# Task objective
From the entries below, copy every line that has the word "least".

# Task data
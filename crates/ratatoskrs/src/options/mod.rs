//! Run-level correction settings.

use crate::evidence::MAX_BITS_PER_ID;
use crate::{Error, Result};

/// Settings shared by every branch decision of one correction run.
#[derive(Debug, Clone)]
pub struct CorrectionOptions {
    /// k-mer length of the graph the candidates come from.
    pub k: usize,
    /// k-mer length of the second, smaller graph.
    pub small_k: usize,
    /// Floor added to every emitted quality value.
    pub qv_min: u8,
    /// Tolerance when comparing a candidate path to the region it replaces.
    pub weak_region_len_factor: f64,
    /// Longest region considered for path enumeration.
    pub max_len_weak_region: usize,
    /// Shared read ids needed before two candidates are considered linked.
    pub min_shared_ids: usize,
    /// Candidates with less total support are discarded.
    pub min_support: f64,
    pub filter_bits_per_id: usize,
    pub threads: usize,
}

impl Default for CorrectionOptions {
    fn default() -> Self {
        Self {
            k: 63,
            small_k: 31,
            qv_min: 0,
            weak_region_len_factor: 1.25,
            max_len_weak_region: 1000,
            min_shared_ids: 1,
            min_support: 0.0,
            filter_bits_per_id: 8,
            threads: 1,
        }
    }
}

impl CorrectionOptions {
    pub fn validate(&self) -> Result<()> {
        if self.k == 0 || self.small_k == 0 {
            return Err(Error::InvalidConfig("k-mer lengths must be positive".into()));
        }
        if self.small_k > self.k {
            return Err(Error::InvalidConfig(format!(
                "small k ({}) exceeds k ({})",
                self.small_k, self.k
            )));
        }
        if self.qv_min >= crate::quality::PHRED_SCALE {
            return Err(Error::InvalidConfig(format!(
                "minimum quality {} must be below {}",
                self.qv_min,
                crate::quality::PHRED_SCALE
            )));
        }
        if self.weak_region_len_factor.is_nan() || self.weak_region_len_factor < 1.0 {
            return Err(Error::InvalidConfig(
                "weak region length factor must be at least 1".into(),
            ));
        }
        if !self.min_support.is_finite() || self.min_support < 0.0 {
            return Err(Error::InvalidConfig(
                "minimum support must be a non-negative number".into(),
            ));
        }
        if self.filter_bits_per_id == 0 {
            return Err(Error::InvalidConfig("filter needs at least one bit per id".into()));
        }
        if self.filter_bits_per_id > MAX_BITS_PER_ID {
            return Err(Error::InvalidConfig(format!(
                "filter bits per id must be at most {MAX_BITS_PER_ID}"
            )));
        }
        if self.threads == 0 {
            return Err(Error::InvalidConfig("thread count must be positive".into()));
        }
        Ok(())
    }

    /// Accepted length range for a replacement of a region of `len` bases.
    pub fn region_length_window(&self, len: usize) -> (usize, usize) {
        crate::util::min_max_length(len, self.weak_region_len_factor)
    }
}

# Answer space
                "weak region length factor must be at least 1".into(),
            return Err(Error::InvalidConfig("filter needs at least one bit per id".into()));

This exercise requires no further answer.